[Records excerpted from a collection]
========

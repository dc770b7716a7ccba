//! Archive encoder

use std::io::{BufWriter, Write};
use std::path::Path;

use crate::archive::{Archive, Entry, MARKER_PREFIX, MARKER_SUFFIX};
use crate::codec;
use crate::compression::Compression;
use crate::error::Result;

/// Encodes an archive into the digit-string text format
#[derive(Debug, Clone, Default)]
pub struct Encoder {
    compression: Compression,
}

impl Encoder {
    /// Create a new encoder producing plain text
    pub fn new() -> Self {
        Self::default()
    }

    /// Compress output written by [`Encoder::encode_to_writer`] and
    /// [`Encoder::encode_to_file`]
    pub fn with_compression(mut self, compression: Compression) -> Self {
        self.compression = compression;
        self
    }

    /// Encode an archive to a string
    pub fn encode(&self, archive: &Archive) -> String {
        let capacity: usize = archive.iter().map(record_len).sum();
        let mut output = String::with_capacity(capacity);

        for entry in archive {
            self.encode_entry(&mut output, entry);
        }

        output
    }

    /// Encode a single entry as one record
    pub fn encode_entry(&self, output: &mut String, entry: &Entry) {
        output.push_str(MARKER_PREFIX);
        output.push_str(&entry.path);
        output.push_str(MARKER_SUFFIX);
        output.push('\n');
        codec::encode_into(&entry.content, output);
        output.push_str("\n\n");
    }

    /// Encode an archive directly to a writer, one record at a time
    pub fn encode_to_writer<W: Write>(&self, archive: &Archive, writer: W) -> Result<()> {
        let mut writer = self.compression.writer(writer);
        let mut record = String::new();

        for entry in archive {
            record.clear();
            self.encode_entry(&mut record, entry);
            writer.write_all(record.as_bytes())?;
            log::debug!("encoded {} ({} bytes)", entry.path, entry.content.len());
        }

        writer.finish()?;
        Ok(())
    }

    /// Encode an archive to a file
    ///
    /// A `.gz` file name selects gzip even when the encoder is plain.
    pub fn encode_to_file(&self, archive: &Archive, path: &Path) -> Result<()> {
        let encoder = match Compression::from_path(path) {
            Compression::Gzip => self.clone().with_compression(Compression::Gzip),
            Compression::Plain => self.clone(),
        };

        let file = std::fs::File::create(path)?;
        encoder.encode_to_writer(archive, BufWriter::new(file))
    }
}

/// Exact encoded length of one record
fn record_len(entry: &Entry) -> usize {
    MARKER_PREFIX.len()
        + entry.path.len()
        + MARKER_SUFFIX.len()
        + 1
        + entry.content.len() * codec::DIGITS_PER_BYTE
        + 2
}
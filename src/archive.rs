//! Archive data structures

use std::collections::HashSet;
use std::path::Path;

use crate::error::EntryError;

// Record framing constants
pub const MARKER_PREFIX: &str = "--- ";
pub const MARKER_SUFFIX: &str = " ---";
pub const MARKER_PREFIX_LEN: usize = 4; // len("--- ")
pub const MARKER_SUFFIX_LEN: usize = 4; // len(" ---")

/// A single archived file
#[derive(Debug, Clone, PartialEq, Eq)]
pub struct Entry {
    /// Relative path, `/`-separated
    pub path: String,
    /// Raw file contents
    pub content: Vec<u8>,
}

impl Entry {
    /// Create a new entry with the given path and content
    pub fn new(path: impl Into<String>, content: impl Into<Vec<u8>>) -> Self {
        Self {
            path: path.into(),
            content: content.into(),
        }
    }

    /// Formatted header line (without the trailing newline)
    pub fn header(&self) -> String {
        format!("{}{}{}", MARKER_PREFIX, self.path, MARKER_SUFFIX)
    }
}

/// Normalize an entry path and reject anything that could leave the
/// destination root.
///
/// Empty and `.` segments are dropped; the result is joined with `/`.
///
/// ```
/// use digitar::archive::normalize_path;
///
/// assert_eq!(normalize_path("./src//main.rs").unwrap(), "src/main.rs");
/// assert!(normalize_path("../etc/passwd").is_err());
/// assert!(normalize_path("/etc/passwd").is_err());
/// ```
pub fn normalize_path(raw: &str) -> Result<String, EntryError> {
    if raw.contains('\0') {
        return Err(EntryError::InvalidPath {
            path: raw.to_string(),
            reason: "contains a NUL byte",
        });
    }

    if raw.starts_with('/') || raw.starts_with('\\') || has_drive_prefix(raw) {
        return Err(EntryError::PathEscape { path: raw.to_string() });
    }

    let mut segments = Vec::new();
    for segment in raw.split('/') {
        if segment.is_empty() || segment == "." {
            continue;
        }
        // A backslash is a separator on some platforms
        if segment.split('\\').any(|part| part == "..") {
            return Err(EntryError::PathEscape { path: raw.to_string() });
        }
        segments.push(segment);
    }

    if segments.is_empty() {
        return Err(EntryError::InvalidPath {
            path: raw.to_string(),
            reason: "empty path",
        });
    }

    Ok(segments.join("/"))
}

/// Check for a Windows drive prefix such as `C:`
fn has_drive_prefix(raw: &str) -> bool {
    let bytes = raw.as_bytes();
    bytes.len() >= 2 && bytes[0].is_ascii_alphabetic() && bytes[1] == b':'
}

/// Check that a normalized path can be carried by the record framing
fn check_framable(path: &str) -> Result<(), EntryError> {
    if path.contains('\n') || path.contains('\r') {
        return Err(EntryError::InvalidPath {
            path: path.to_string(),
            reason: "contains a line break",
        });
    }
    // The marker must not reappear anywhere after the header's own prefix,
    // which also rules out paths ending in "---"
    let framed = format!("{}{}", path, MARKER_SUFFIX);
    if framed.contains(MARKER_PREFIX) {
        return Err(EntryError::InvalidPath {
            path: path.to_string(),
            reason: "contains the record marker '--- '",
        });
    }
    Ok(())
}

/// An ordered set of entries with unique normalized paths
#[derive(Debug, Clone, Default)]
pub struct Archive {
    entries: Vec<Entry>,
    /// Normalized paths already present
    paths: HashSet<String>,
}

impl Archive {
    /// Create a new empty archive
    pub fn new() -> Self {
        Self::default()
    }

    /// Add an entry to the archive
    ///
    /// The path is normalized first. Fails on escaping, empty, duplicate or
    /// unframeable paths; the archive is left unchanged in that case.
    pub fn add_entry(&mut self, mut entry: Entry) -> Result<(), EntryError> {
        let path = normalize_path(&entry.path)?;
        check_framable(&path)?;

        if self.paths.contains(&path) {
            return Err(EntryError::DuplicatePath { path });
        }

        self.paths.insert(path.clone());
        entry.path = path;
        self.entries.push(entry);
        Ok(())
    }

    /// Read a file from disk and add it under `name`
    ///
    /// Returns the number of bytes read.
    pub fn add_file_from_path(&mut self, path: &Path, name: &str) -> Result<u64, EntryError> {
        let content = std::fs::read(path).map_err(|source| EntryError::ReadFailure {
            path: path.to_path_buf(),
            source,
        })?;
        let len = content.len() as u64;

        self.add_entry(Entry::new(name, content))?;
        Ok(len)
    }

    /// Entries in insertion order
    pub fn entries(&self) -> &[Entry] {
        &self.entries
    }

    /// Iterate over entries in insertion order
    pub fn iter(&self) -> std::slice::Iter<'_, Entry> {
        self.entries.iter()
    }

    /// Check whether a normalized path is already present
    pub fn contains(&self, path: &str) -> bool {
        self.paths.contains(path)
    }

    pub fn len(&self) -> usize {
        self.entries.len()
    }

    pub fn is_empty(&self) -> bool {
        self.entries.is_empty()
    }

    /// Consume the archive, returning its entries
    pub fn into_entries(self) -> Vec<Entry> {
        self.entries
    }
}

impl<'a> IntoIterator for &'a Archive {
    type Item = &'a Entry;
    type IntoIter = std::slice::Iter<'a, Entry>;

    fn into_iter(self) -> Self::IntoIter {
        self.entries.iter()
    }
}

#[cfg(test)]
mod tests {
    use super::*;

    #[test]
    fn test_entry_header() {
        let entry = Entry::new("a.txt", "Hi");
        assert_eq!(entry.header(), "--- a.txt ---");
    }

    #[test]
    fn test_normalize_plain_paths() {
        assert_eq!(normalize_path("a.txt").unwrap(), "a.txt");
        assert_eq!(normalize_path("dir/sub/file.rs").unwrap(), "dir/sub/file.rs");
        assert_eq!(normalize_path("./dir/./file").unwrap(), "dir/file");
        assert_eq!(normalize_path("dir//file/").unwrap(), "dir/file");
    }

    #[test]
    fn test_normalize_keeps_dotted_names() {
        assert_eq!(normalize_path(".gitignore").unwrap(), ".gitignore");
        assert_eq!(normalize_path("a/..b/c..").unwrap(), "a/..b/c..");
    }

    #[test]
    fn test_normalize_rejects_parent_segments() {
        for raw in ["..", "../x", "a/../../x", "a/..", "a\\..\\x"] {
            assert!(
                matches!(normalize_path(raw), Err(EntryError::PathEscape { .. })),
                "expected escape for {raw}"
            );
        }
    }

    #[test]
    fn test_normalize_rejects_absolute_paths() {
        for raw in ["/etc/passwd", "\\windows", "C:/boot.ini", "c:evil"] {
            assert!(
                matches!(normalize_path(raw), Err(EntryError::PathEscape { .. })),
                "expected escape for {raw}"
            );
        }
    }

    #[test]
    fn test_normalize_rejects_empty_and_nul() {
        assert!(matches!(normalize_path(""), Err(EntryError::InvalidPath { .. })));
        assert!(matches!(normalize_path("./."), Err(EntryError::InvalidPath { .. })));
        assert!(matches!(normalize_path("a\0b"), Err(EntryError::InvalidPath { .. })));
    }

    #[test]
    fn test_add_entry_normalizes_path() {
        let mut archive = Archive::new();
        archive.add_entry(Entry::new("./dir//x.bin", vec![1, 2])).unwrap();

        assert_eq!(archive.len(), 1);
        assert_eq!(archive.entries()[0].path, "dir/x.bin");
        assert!(archive.contains("dir/x.bin"));
    }

    #[test]
    fn test_add_entry_rejects_duplicates() {
        let mut archive = Archive::new();
        archive.add_entry(Entry::new("dir/x.bin", "one")).unwrap();

        let err = archive.add_entry(Entry::new("./dir/x.bin", "two")).unwrap_err();
        assert!(matches!(err, EntryError::DuplicatePath { ref path } if path == "dir/x.bin"));
        assert_eq!(archive.len(), 1);
        assert_eq!(archive.entries()[0].content, b"one");
    }

    #[test]
    fn test_add_entry_rejects_unframeable_paths() {
        let mut archive = Archive::new();
        assert!(matches!(
            archive.add_entry(Entry::new("weird--- name", "")),
            Err(EntryError::InvalidPath { .. })
        ));
        assert!(matches!(
            archive.add_entry(Entry::new("line\nbreak", "")),
            Err(EntryError::InvalidPath { .. })
        ));
        // "--- a--- ---" would split into "a" and "---"
        assert!(matches!(
            archive.add_entry(Entry::new("a---", "x")),
            Err(EntryError::InvalidPath { .. })
        ));
        assert!(matches!(
            archive.add_entry(Entry::new("dir/b---", "x")),
            Err(EntryError::InvalidPath { .. })
        ));
        assert!(archive.is_empty());

        // Dashes that cannot form the marker are fine
        archive.add_entry(Entry::new("a--", "x")).unwrap();
        archive.add_entry(Entry::new("-- b", "x")).unwrap();
        assert_eq!(archive.len(), 2);
    }

    #[test]
    fn test_add_entry_rejects_escape() {
        let mut archive = Archive::new();
        assert!(matches!(
            archive.add_entry(Entry::new("../outside", "x")),
            Err(EntryError::PathEscape { .. })
        ));
    }

    #[test]
    fn test_add_file_from_path() {
        let dir = tempfile::tempdir().unwrap();
        let file = dir.path().join("data.bin");
        std::fs::write(&file, [0u8, 255, 7]).unwrap();

        let mut archive = Archive::new();
        let read = archive.add_file_from_path(&file, "data.bin").unwrap();

        assert_eq!(read, 3);
        assert_eq!(archive.entries()[0].content, vec![0u8, 255, 7]);
    }

    #[test]
    fn test_add_file_from_missing_path() {
        let dir = tempfile::tempdir().unwrap();
        let mut archive = Archive::new();

        let err = archive
            .add_file_from_path(&dir.path().join("missing"), "missing")
            .unwrap_err();
        assert!(matches!(err, EntryError::ReadFailure { .. }));
        assert!(archive.is_empty());
    }
}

========

» Required action
Extract from the data every line where "passwd" shows up.

» Reply
/// assert!(normalize_path("../etc/passwd").is_err());
/// assert!(normalize_path("/etc/passwd").is_err());
        for raw in ["/etc/passwd", "\\windows", "C:/boot.ini", "c:evil"] {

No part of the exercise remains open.